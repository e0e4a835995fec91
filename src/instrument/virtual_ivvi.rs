//! In-memory IVVI-style DAC rack.

use parking_lot::RwLock;
use tracing::debug;

use super::DacInstrument;
use crate::boundary::Boundary;
use crate::error::{AppResult, TuningError};

/// Default number of DAC channels on a virtual IVVI rack.
pub const DEFAULT_CHANNELS: u32 = 16;

#[derive(Debug, Clone, Copy)]
struct DacChannel {
    value: f64,
    bounds: Option<Boundary>,
}

/// Virtual IVVI rack with channels `dac1..=dacN`.
///
/// All channels start at 0 mV without restrictions. Values are held in memory,
/// so reads return exactly what was last written.
///
/// # Example
///
/// ```rust
/// use qdot_tuning::instrument::{DacInstrument, VirtualIvvi};
///
/// let ivvi = VirtualIvvi::new("ivvi");
/// ivvi.set_channel(3, -120.0).unwrap();
/// assert_eq!(ivvi.get_channel(3).unwrap(), -120.0);
/// ```
#[derive(Debug)]
pub struct VirtualIvvi {
    name: String,
    channels: RwLock<Vec<DacChannel>>,
}

impl VirtualIvvi {
    /// Create a rack with [`DEFAULT_CHANNELS`] channels.
    pub fn new(name: impl Into<String>) -> Self {
        Self::with_channels(name, DEFAULT_CHANNELS)
    }

    /// Create a rack with `count` channels.
    pub fn with_channels(name: impl Into<String>, count: u32) -> Self {
        let channels = (0..count)
            .map(|_| DacChannel {
                value: 0.0,
                bounds: None,
            })
            .collect();
        Self {
            name: name.into(),
            channels: RwLock::new(channels),
        }
    }

    fn index(&self, channel: u32, len: usize) -> AppResult<usize> {
        let idx = channel as usize;
        if channel == 0 || idx > len {
            return Err(TuningError::InvalidChannel {
                instrument: self.name.clone(),
                channel,
            });
        }
        Ok(idx - 1)
    }

    fn channel_label(&self, channel: u32) -> String {
        format!("{}.dac{}", self.name, channel)
    }
}

impl DacInstrument for VirtualIvvi {
    fn name(&self) -> &str {
        &self.name
    }

    fn channels(&self) -> Vec<u32> {
        (1..=self.channels.read().len() as u32).collect()
    }

    fn get_channel(&self, channel: u32) -> AppResult<f64> {
        let channels = self.channels.read();
        let idx = self.index(channel, channels.len())?;
        Ok(channels[idx].value)
    }

    fn set_channel(&self, channel: u32, value: f64) -> AppResult<()> {
        let mut channels = self.channels.write();
        let idx = self.index(channel, channels.len())?;
        if let Some(bounds) = channels[idx].bounds {
            bounds.check(&self.channel_label(channel), value)?;
        }
        debug!(instrument = %self.name, channel, value, "Setting DAC channel");
        channels[idx].value = value;
        Ok(())
    }

    fn channel_bounds(&self, channel: u32) -> AppResult<Option<Boundary>> {
        let channels = self.channels.read();
        let idx = self.index(channel, channels.len())?;
        Ok(channels[idx].bounds)
    }

    fn set_channel_bounds(&self, channel: u32, bounds: Option<Boundary>) -> AppResult<()> {
        let mut channels = self.channels.write();
        let idx = self.index(channel, channels.len())?;
        channels[idx].bounds = bounds;
        Ok(())
    }
}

Task instructions |
What is the number of lines in these records that contain "unwrap"? Reply with the number only.

Answer section |
2